Eating healthy can be a little tough during the colder months. As the temperatures drop below 40, we can tend to crave hearty and comforting foods like braised stews, stick-to-your-ribs mac and cheese and big, delicious bowls of ramen noodles. I don’t know about you, but the last thing I want as I’m cozying up to the fireplace is a plate of cold salad.
I used to think the word “salad” only described the green kind ― with chilled lettuce and accompanying vegetables. But then I realized a salad can be anything I want it to be. And in the winter, I want it to be a warm one. Enter my warm braised bean salad. It’s a dish I can make on a Sunday night and enjoy throughout the week ― either as a main lunch course or as a side for dinner when paired with a lean protein.
The base of this recipe starts with white cannellini beans. I prefer to soak overnight to speed up the cooking time the next day. It also removes the indigestible sugars that cause flatulence. Yes, I just said “flatulence.” The key to really flavorful beans lies in just two ingredients ― salt and bay leaves. The bay leaf will make it taste like it’s been cooking all day, and the salt will give it flavor.
After the beans cook, I toss them with some sumac-roasted vegetables and sautéed spinach.
I like to use sweet potato, carrots, red onion and delicata squash, but you can choose whatever fits your taste. Broccoli, cauliflower, butternut squash or winter beets would also taste great. Lastly, I dress the salad with a bright, zesty lemon-and-herb vinaigrette. It gives the salad some brightness and acidity to balance the heaviness of the white beans.
This winter, don’t get stuck in a rut eating cold salads. Think outside the box and try this warming, nourishing bowl of beans. The best part? It’s gluten-free, dairy-free, vegan and still delicious. Say it isn’t so.
Warm Braised Bean Salad
1 pound dried cannellini beans
1 bay leaf
2 large carrots, peeled and diced
1 red onion, peeled and sliced into 1/2-inch half-moons
1 large sweet potato, peeled and diced
1 delicata squash, halved, seeded and sliced into 1/2-inch pieces
3 tablespoons olive oil, divided
1 tablespoon sumac
3 cups fresh baby spinach
Lemon Herb Vinaigrette
1 tablespoon Dijon mustard
1/4 cup lemon juice
1/2 teaspoon kosher salt
1/2 cup olive oil, plus 1 tablespoon for pan
2 tablespoons chopped parsley
2 tablespoons chives
1. Rinse beans under cold water to remove any dirt or debris.

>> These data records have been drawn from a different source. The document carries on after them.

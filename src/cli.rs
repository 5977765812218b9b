use std::path::PathBuf;

use clap::{Parser, Subcommand};
use tracing::Level;

use crate::{
    actions::{Action, Response},
    config::Config,
    error::Error,
    validation::{self, RuleSet},
};

/// The command line interface for serial monitor.
#[derive(Parser)]
#[command(author, version, about)]
pub struct Cli {
    /// Path to a configuration file
    #[arg(short, long, global = true)]
    pub config: Option<PathBuf>,

    /// Use an in-memory mock device instead of the serial ports
    #[arg(long, global = true)]
    pub mock: bool,

    /// How much to log to stdout. `RUST_LOG` takes precedence.
    #[arg(long, global = true, default_value_t = Level::INFO)]
    pub log_level: Level,

    /// Subcommands
    #[command(subcommand)]
    pub command: Commands,
}

/// Commands available in the command line interface.
#[derive(Subcommand)]
pub enum Commands {
    /// List the serial devices which may be connected to.
    List,

    /// Connect to a device and print what it says.
    /// Lines typed on stdin are written to the device.
    Monitor {
        /// The device path, e.g. `/dev/ttyUSB0` or `COM3`.
        port: String,

        /// Baud rate. Defaults to the configured default.
        #[arg(short, long)]
        baud: Option<u32>,
    },

    /// Validate build options from a file (.json, or .ron otherwise).
    Validate {
        /// The options file.
        options: PathBuf,

        /// Rules to validate against, instead of the configured rules.
        #[arg(short, long)]
        rules: Option<PathBuf>,
    },

    /// Serve the websocket API.
    Serve {
        /// Port to listen on. Defaults to the configured port.
        #[arg(short, long)]
        port: Option<u16>,
    },

    /// Examples for user convenience.
    #[command(subcommand)]
    Examples(Examples),
}

/// Helpful examples for users.
#[derive(Subcommand, Clone, Copy)]
pub enum Examples {
    /// Show an example of a configuration file's contents.
    Config,

    /// Show the default validation rules, as a rules file.
    Rules,

    /// Show an example options file (JSON), as used by `validate`.
    Options,

    /// Show an example JSON request of validating options.
    Validate,

    /// Show an example JSON request of connecting to a device.
    Connect,

    /// Show an example JSON request of writing a message.
    Write,

    /// Show an example JSON response of listed devices.
    Devices,

    /// Show an example JSON response of validation problems.
    Validated,

    /// Show an example JSON response (from server to user) of device output.
    Log,

    /// Show an example JSON response (from server to user) of a lifecycle event.
    Event,
}

fn pretty_json<T: serde::Serialize>(value: &T) -> Result<String, Error> {
    serde_json::to_string_pretty(value)
        .map_err(|e| Error::Internal(format!("Could not serialize example: {e}")))
}

fn response_json(response: Response) -> Result<String, Error> {
    let response: Result<_, Error> = Ok(response);
    pretty_json(&response)
}

/// Render the requested example.
pub fn example(example: Examples) -> Result<String, Error> {
    match example {
        Examples::Config => Config::example().serialize_pretty(),
        Examples::Rules => RuleSet::default().serialize_pretty(),
        Examples::Options => pretty_json(&validation::example_options()),
        Examples::Validate => pretty_json(&Action::example_validate()),
        Examples::Connect => pretty_json(&Action::example_connect()),
        Examples::Write => pretty_json(&Action::example_write()),
        Examples::Devices => response_json(Response::example_devices()),
        Examples::Validated => response_json(Response::example_validated()),
        Examples::Log => response_json(Response::example_log()),
        Examples::Event => response_json(Response::example_event()),
    }
}

#[cfg(test)]
mod tests {
    use clap::CommandFactory;

    use super::*;

    #[test]
    fn cli_is_well_formed() {
        Cli::command().debug_assert();
    }

    #[test]
    fn parse_monitor() {
        let cli = Cli::parse_from(["serial-monitor", "--mock", "monitor", "/dev/ttyUSB0", "-b", "9600"]);

        assert!(cli.mock);
        assert!(matches!(
            cli.command,
            Commands::Monitor { port, baud: Some(9600) } if port == "/dev/ttyUSB0"
        ));
    }

    #[test]
    fn every_example_renders() {
        for e in [
            Examples::Config,
            Examples::Rules,
            Examples::Options,
            Examples::Validate,
            Examples::Connect,
            Examples::Write,
            Examples::Devices,
            Examples::Validated,
            Examples::Log,
            Examples::Event,
        ] {
            assert!(!example(e).unwrap().is_empty());
        }
    }

    #[test]
    fn options_example_parses_as_options() {
        let rendered = example(Examples::Options).unwrap();

        let options: Vec<validation::UserDefine> = serde_json::from_str(&rendered).unwrap();

        assert!(!options.is_empty());
    }
}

Then transfer to a large bowl and cover with at least 2 inches of water. Soak for at least 6 hours or up to overnight.
2. Drain and rinse the beans, then transfer to a large soup pot. Cover with at least 2 inches of water and add 1 tablespoon of salt and bay leaf. Bring to a boil, then reduce to a simmer and cook, stirring occasionally, about 45 minutes to 1 hour, until tender. Drain and set aside.
3. Preheat oven to 425 F. Line two baking sheets with parchment paper.

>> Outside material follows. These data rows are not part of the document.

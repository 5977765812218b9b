use std::fmt::Display;

use serde::{Deserialize, Serialize};
use tokio::io::{AsyncRead, AsyncWrite};

use crate::error::Error;

pub(crate) mod mock;
pub(crate) mod serial;

/// A serial device which may be connected to.
#[derive(Debug, Clone, Serialize, Deserialize, PartialEq, Eq, PartialOrd, Ord)]
pub struct DeviceDescriptor {
    /// The path to the device.
    /// Likely "/dev/ttyACMx" or "COMx".
    pub path: String,

    /// Something a human can recognize the device by.
    pub label: String,

    /// USB vendor id, if the device is a USB device.
    pub vid: Option<u16>,

    /// USB product id, if the device is a USB device.
    pub pid: Option<u16>,

    /// USB serial number, if reported.
    pub serial_number: Option<String>,

    /// USB manufacturer string, if reported.
    pub manufacturer: Option<String>,

    /// USB product string, if reported.
    pub product: Option<String>,
}

impl DeviceDescriptor {
    /// A device with only a path and a label.
    pub fn new(path: &str, label: &str) -> Self {
        Self {
            path: path.into(),
            label: label.into(),
            vid: None,
            pid: None,
            serial_number: None,
            manufacturer: None,
            product: None,
        }
    }
}

impl Display for DeviceDescriptor {
    fn fmt(&self, f: &mut std::fmt::Formatter<'_>) -> std::fmt::Result {
        write!(f, "{} ({})", self.path, self.label)?;

        if let (Some(vid), Some(pid)) = (self.vid, self.pid) {
            write!(f, " [{vid:04x}:{pid:04x}]")?;
        }

        Ok(())
    }
}

/// What to connect to, and how fast.
#[derive(Debug, Clone, Serialize, Deserialize, PartialEq, Eq, Hash)]
pub struct ConnectionConfig {
    /// The path of the device, see [`DeviceDescriptor::path`].
    pub port: String,

    /// The baud rate to open the port with.
    pub baud_rate: u32,
}

impl ConnectionConfig {
    /// Create a connection config.
    pub fn new(port: &str, baud_rate: u32) -> Self {
        Self {
            port: port.into(),
            baud_rate,
        }
    }
}

impl Display for ConnectionConfig {
    fn fmt(&self, f: &mut std::fmt::Formatter<'_>) -> std::fmt::Result {
        write!(f, "{} @ {} baud", self.port, self.baud_rate)
    }
}

/// An open port.
///
/// Bytes are read and written through the async io traits.
/// Dropping a port releases it, [`Port::close`] does the same but reports problems.
pub trait Port: AsyncRead + AsyncWrite + Send + Unpin + 'static {
    /// Release the port.
    ///
    /// The port is gone after this call even if an error is returned.
    fn close(self: Box<Self>) -> Result<(), Error>;
}

/// Something which can list and open serial devices.
///
/// Implemented by native serial ports and by the in-memory mock.
pub trait Transport: Send + Sync {
    /// A short name, for logs.
    fn name(&self) -> &'static str;

    /// List the devices currently attachable.
    fn list_devices(&self) -> Result<Vec<DeviceDescriptor>, Error>;

    /// Open a port.
    /// Should fail with [`Error::TransportOpen`].
    fn open(&self, config: &ConnectionConfig) -> Result<Box<dyn Port>, Error>;
}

4. Toss together cut vegetables with olive oil, sumac and 2 teaspoons salt. Transfer to prepared baking sheets and bake for 25 to 30 minutes, turning once, until tender and browned.

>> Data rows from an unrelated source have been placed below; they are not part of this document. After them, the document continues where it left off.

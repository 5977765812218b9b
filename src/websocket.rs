use std::{net::SocketAddr, sync::Arc};

use axum::{
    extract::{
        ws::{Message, WebSocket},
        ConnectInfo, WebSocketUpgrade,
    },
    response::IntoResponse,
    Extension, TypedHeader,
};
use futures::{sink::Sink, stream::Stream, SinkExt, StreamExt};
use tokio::sync::mpsc;
use tracing::{debug, info, info_span, trace, warn, Instrument};

use crate::{
    actions::{Action, ResponseResult},
    error::Error,
    peer::PeerHandle,
    session::SessionHandle,
    validation::RuleSet,
};

pub(crate) async fn ws_handler(
    ws: WebSocketUpgrade,
    user_agent: Option<TypedHeader<headers::UserAgent>>,
    ConnectInfo(addr): ConnectInfo<SocketAddr>,
    Extension(session): Extension<SessionHandle>,
    Extension(rules): Extension<Arc<RuleSet>>,
) -> impl IntoResponse {
    match user_agent {
        Some(TypedHeader(user_agent)) => info!(%addr, user_agent = user_agent.as_str(), "User connected"),
        None => info!(%addr, "User connected"),
    }

    ws.on_upgrade(move |socket| {
        handle_websocket(socket, addr, session, rules).instrument(info_span!("User", %addr))
    })
}

/// Turn the contents of a frame into an action.
/// Binary frames are accepted as long as they hold UTF-8 JSON.
fn decode_request(message: Message) -> Option<Result<Action, Error>> {
    let request = match message {
        Message::Text(text) => text,
        Message::Binary(bytes) => match String::from_utf8(bytes) {
            Ok(text) => text,
            Err(e) => {
                return Some(Err(Error::BadJson {
                    request: String::from_utf8_lossy(e.as_bytes()).into_owned(),
                    problem: e.to_string(),
                }))
            }
        },
        Message::Ping(_) | Message::Pong(_) | Message::Close(_) => return None,
    };
    trace!(%request, "Request");

    let action: Result<Action, _> = serde_json::from_str(&request);

    Some(action.map_err(|e| Error::BadJson {
        problem: e.to_string(),
        request,
    }))
}

async fn read<S>(mut frames: S, responses: mpsc::UnboundedSender<ResponseResult>, peer: PeerHandle)
where
    S: Stream<Item = Result<Message, axum::Error>> + Unpin,
{
    loop {
        let message = match frames.next().await {
            Some(Ok(Message::Close(_))) | None => {
                debug!("User left");
                break;
            }
            Some(Ok(message)) => message,
            Some(Err(e)) => {
                debug!(%e, "Socket error");
                break;
            }
        };

        match decode_request(message) {
            Some(Ok(action)) => peer.send(action),
            Some(Err(problem)) => {
                if responses.send(Err(problem)).is_err() {
                    break;
                }
            }
            None => trace!("Control frame"),
        }
    }

    peer.shutdown().await;
}

async fn write(
    mut frames: impl Sink<Message> + Unpin,
    mut responses: mpsc::UnboundedReceiver<ResponseResult>,
) {
    while let Some(response) = responses.recv().await {
        match &response {
            Ok(response) => debug!(%response, "Responding"),
            Err(e) => info!(%e, "Responding with error"),
        }

        let text = match serde_json::to_string(&response) {
            Ok(text) => text,
            Err(e) => {
                warn!(%e, "Could not serialize response");
                continue;
            }
        };

        if frames.send(Message::Text(text)).await.is_err() {
            debug!("Socket closed while responding");
            return;
        }
    }
}

async fn handle_websocket(
    websocket: WebSocket,
    addr: SocketAddr,
    session: SessionHandle,
    rules: Arc<RuleSet>,
) {
    let (sink, stream) = websocket.split();
    let (responses_tx, responses_rx) = mpsc::unbounded_channel();

    let peer = PeerHandle::new(addr, responses_tx.clone(), session, rules);

    let writer = tokio::spawn(write(sink, responses_rx).instrument(info_span!("Write")));

    read(stream, responses_tx, peer)
        .instrument(info_span!("Read"))
        .await;

    // Dropping the sink closes the TCP connection.
    writer.abort();
}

5. In a small bowl, whisk together Dijon, lemon juice and salt. Slowly whisk in olive oil until it’s emulsified, then stir in fresh herbs. Set aside.
6. Heat 1 tablespoon olive oil over medium heat in skillet. Add spinach and season with salt. Cook until wilted, about 2 minutes.
7. In a large bowl, toss together cooked beans, roasted vegetables, cooked spinach and lemon dressing. Season with more salt and serve.